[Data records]
__________________________________________________

//! A rate surrogate for plants of one strategy.
//!
//! Computing a plant's rates means integrating assimilation over its crown,
//! which dominates the cost of a derivative evaluation. A [`PlantSpline`]
//! computes rates directly for a handful of sample plants spanning
//! `[seed, mass_leaf_max]` and interpolates every other size from a
//! three-channel spline.

use std::sync::Arc;

use canopy_solvers::quadrature;
use canopy_spline::{Extrapolate, MultiSpline};

use crate::{
    ConfigError, DomainError, Error, LightEnvironment, PLANT_ODE_SIZE, Plant, Spacing, Strategy,
};

/// Interpolated rates `[growth, mortality, fecundity]` as a function of leaf
/// mass.
///
/// Sizes below the seed evaluate at the seed. Sizes above `mass_leaf_max`
/// are a [`DomainError::SizeOutOfRange`]; the owner is expected to rebuild
/// over a wider range and retry.
#[derive(Debug, Clone)]
pub struct PlantSpline {
    strategy: Arc<Strategy>,
    plants: Vec<Plant>,
    spacing: Spacing,
    rates: MultiSpline,
    quadrature: quadrature::Config,
}

impl PlantSpline {
    /// Fewest sample plants a surrogate may have.
    pub const MIN_PLANTS: usize = 5;

    /// Samples `n_plants` sizes and fits their rates under `env`.
    ///
    /// # Errors
    ///
    /// Returns a [`ConfigError`] if there are too few sample plants or
    /// `mass_leaf_max` does not exceed the seed, and a [`DomainError`] if a
    /// sample plant's rates cannot be computed.
    pub fn new(
        strategy: Arc<Strategy>,
        mass_leaf_max: f64,
        n_plants: usize,
        spacing: Spacing,
        env: &LightEnvironment,
        quadrature: quadrature::Config,
    ) -> Result<Self, Error> {
        let mut surrogate = Self {
            strategy,
            plants: Vec::new(),
            spacing,
            rates: MultiSpline::new(PLANT_ODE_SIZE),
            quadrature,
        };
        surrogate.rebuild(mass_leaf_max, n_plants, env)?;
        Ok(surrogate)
    }

    /// Regenerates the sample plants over `[seed, mass_leaf_max]` and refits.
    ///
    /// # Errors
    ///
    /// Same conditions as [`PlantSpline::new`]. The surrogate is unchanged
    /// if the new range is invalid.
    pub fn rebuild(
        &mut self,
        mass_leaf_max: f64,
        n_plants: usize,
        env: &LightEnvironment,
    ) -> Result<(), Error> {
        if n_plants < Self::MIN_PLANTS {
            return Err(ConfigError::TooFewPlants {
                min: Self::MIN_PLANTS,
                got: n_plants,
            }
            .into());
        }
        let seed = self.strategy.mass_leaf_seed();
        if !(mass_leaf_max > seed && mass_leaf_max.is_finite()) {
            return Err(ConfigError::SurrogateRange {
                max: mass_leaf_max,
                seed,
            }
            .into());
        }

        self.plants = sample_sizes(seed, mass_leaf_max, n_plants, self.spacing)
            .into_iter()
            .map(|mass_leaf| {
                let mut plant = Plant::new(Arc::clone(&self.strategy));
                plant.set_mass_leaf(mass_leaf);
                plant
            })
            .collect();
        self.compute_vars_phys(env)?;
        Ok(())
    }

    /// Recomputes the sample plants' rates under `env` and refits.
    ///
    /// # Errors
    ///
    /// Returns an error if any sample's rates cannot be computed or are not
    /// finite.
    pub fn compute_vars_phys(&mut self, env: &LightEnvironment) -> Result<(), DomainError> {
        let mut rates = MultiSpline::new(PLANT_ODE_SIZE).with_extrapolate(Extrapolate::Clamp);
        for plant in &mut self.plants {
            plant.compute_vars_phys(env, &self.quadrature)?;
            rates
                .add_point(plant.mass_leaf(), &plant.rates())
                .map_err(DomainError::Surrogate)?;
        }
        rates.init_self().map_err(DomainError::Surrogate)?;

        log::debug!(
            "refitted rate surrogate with {} plants up to mass_leaf {}",
            self.plants.len(),
            self.mass_leaf_max()
        );
        self.rates = rates;
        Ok(())
    }

    /// Interpolated rates at leaf mass `mass_leaf`.
    ///
    /// # Errors
    ///
    /// Returns [`DomainError::SizeOutOfRange`] if `mass_leaf` is above the
    /// sampled range or not finite.
    pub fn rates_at(&self, mass_leaf: f64) -> Result<[f64; PLANT_ODE_SIZE], DomainError> {
        let mut out = [0.0; PLANT_ODE_SIZE];
        self.ode_rates(mass_leaf, &mut out)?;
        Ok(out)
    }

    /// Writes the interpolated rates at `mass_leaf` into `out`.
    ///
    /// # Errors
    ///
    /// Same conditions as [`PlantSpline::rates_at`].
    pub fn ode_rates(&self, mass_leaf: f64, out: &mut [f64]) -> Result<(), DomainError> {
        let max = self.mass_leaf_max();
        if !mass_leaf.is_finite() || mass_leaf > max {
            return Err(DomainError::SizeOutOfRange { mass_leaf, max });
        }
        self.rates
            .eval_into(mass_leaf, out)
            .map_err(DomainError::Surrogate)
    }

    /// Largest sampled leaf mass.
    #[must_use]
    pub fn mass_leaf_max(&self) -> f64 {
        self.plants.last().map_or(f64::NAN, Plant::mass_leaf)
    }

    /// Smallest sampled leaf mass, the seed's.
    #[must_use]
    pub fn mass_leaf_min(&self) -> f64 {
        self.strategy.mass_leaf_seed()
    }

    #[must_use]
    pub fn n_plants(&self) -> usize {
        self.plants.len()
    }

    /// The sample plants, smallest first, with their directly computed
    /// rates.
    #[must_use]
    pub fn plants(&self) -> &[Plant] {
        &self.plants
    }

    #[must_use]
    pub fn spline(&self) -> &MultiSpline {
        &self.rates
    }

    #[must_use]
    pub fn strategy(&self) -> &Arc<Strategy> {
        &self.strategy
    }

    #[must_use]
    pub fn spacing(&self) -> Spacing {
        self.spacing
    }
}

/// Leaf masses from `seed` to `max` inclusive.
#[allow(clippy::cast_precision_loss)]
fn sample_sizes(seed: f64, max: f64, n: usize, spacing: Spacing) -> Vec<f64> {
    let last = (n - 1) as f64;
    let mut sizes: Vec<f64> = (0..n)
        .map(|i| {
            let frac = i as f64 / last;
            match spacing {
                Spacing::Uniform => seed + frac * (max - seed),
                Spacing::Geometric => seed * (max / seed).powf(frac),
            }
        })
        .collect();
    sizes[0] = seed;
    sizes[n - 1] = max;
    sizes
}

#[cfg(test)]
mod tests {
    use super::*;

    use approx::assert_relative_eq;

    use crate::Traits;

    // --- Test fixtures ---

    fn strategy() -> Arc<Strategy> {
        Arc::new(Strategy::new(Traits::default()).expect("valid traits"))
    }

    fn surrogate(n_plants: usize, spacing: Spacing) -> Result<PlantSpline, Error> {
        let strategy = strategy();
        let max = 1000.0 * strategy.mass_leaf_seed();
        PlantSpline::new(
            strategy,
            max,
            n_plants,
            spacing,
            &LightEnvironment::full_light(),
            quadrature::Config::default(),
        )
    }

    // --- Tests ---

    #[test]
    fn too_few_plants_is_a_config_error() {
        let err = surrogate(4, Spacing::Uniform).expect_err("four plants are too few");
        assert!(matches!(
            err,
            Error::Config(ConfigError::TooFewPlants { min: 5, got: 4 })
        ));
    }

    #[test]
    fn range_must_exceed_the_seed() {
        let strategy = strategy();
        let seed = strategy.mass_leaf_seed();
        let err = PlantSpline::new(
            strategy,
            seed,
            10,
            Spacing::Uniform,
            &LightEnvironment::full_light(),
            quadrature::Config::default(),
        )
        .expect_err("empty range");
        assert!(matches!(err, Error::Config(ConfigError::SurrogateRange { .. })));
    }

    #[test]
    fn seed_rates_match_direct_computation() {
        let surrogate = surrogate(5, Spacing::Uniform).expect("valid surrogate");
        let seed = surrogate.mass_leaf_min();

        let mut plant = Plant::new(Arc::clone(surrogate.strategy()));
        plant
            .compute_vars_phys(&LightEnvironment::full_light(), &quadrature::Config::default())
            .expect("seed rates");
        let direct = plant.rates();

        let interpolated = surrogate.rates_at(seed).expect("seed is in range");
        for (approx, exact) in interpolated.iter().zip(direct) {
            assert_relative_eq!(*approx, exact, max_relative = 1e-6);
        }
    }

    #[test]
    fn sizes_below_the_seed_clamp() {
        let surrogate = surrogate(5, Spacing::Uniform).expect("valid surrogate");
        let seed = surrogate.mass_leaf_min();

        assert_eq!(
            surrogate.rates_at(0.5 * seed).expect("clamped"),
            surrogate.rates_at(seed).expect("in range")
        );
    }

    #[test]
    fn sizes_above_the_range_are_domain_errors() {
        let surrogate = surrogate(5, Spacing::Uniform).expect("valid surrogate");
        let max = surrogate.mass_leaf_max();

        assert!(surrogate.rates_at(max).is_ok());
        assert_eq!(
            surrogate.rates_at(2.0 * max),
            Err(DomainError::SizeOutOfRange {
                mass_leaf: 2.0 * max,
                max
            })
        );
        assert!(matches!(
            surrogate.rates_at(f64::NAN),
            Err(DomainError::SizeOutOfRange { .. })
        ));
    }

    #[test]
    fn geometric_spacing_has_constant_ratio() {
        let surrogate = surrogate(7, Spacing::Geometric).expect("valid surrogate");
        let xs = surrogate.spline().xs();

        assert_eq!(xs.len(), 7);
        let ratio = xs[1] / xs[0];
        for pair in xs.windows(2) {
            assert_relative_eq!(pair[1] / pair[0], ratio, max_relative = 1e-10);
        }
        assert_relative_eq!(ratio.powi(6), 1000.0, max_relative = 1e-10);
    }

    #[test]
    fn rebuild_widens_the_range() {
        let mut surrogate = surrogate(5, Spacing::Uniform).expect("valid surrogate");
        let max = surrogate.mass_leaf_max();

        surrogate
            .rebuild(2.0 * max, 9, &LightEnvironment::full_light())
            .expect("wider range");

        assert_eq!(surrogate.n_plants(), 9);
        assert_relative_eq!(surrogate.mass_leaf_max(), 2.0 * max);
        assert!(surrogate.rates_at(1.5 * max).is_ok());
    }

    #[test]
    fn shade_refit_keeps_the_sample_sizes() {
        let mut surrogate = surrogate(5, Spacing::Uniform).expect("valid surrogate");
        let before = surrogate.spline().xs().to_vec();
        let mortality_open = surrogate.rates_at(before[2]).expect("in range")[1];

        surrogate
            .compute_vars_phys(&LightEnvironment::uniform(0.05))
            .expect("shaded rates");

        assert_eq!(surrogate.spline().xs(), before.as_slice());
        assert!(surrogate.rates_at(before[2]).expect("in range")[1] > mortality_open);
    }
}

__________________________________________________

• **What the task requires**: A count is all that should be returned: the number of lines in these records containing the string "Traits".

• **Solution for this task**: 2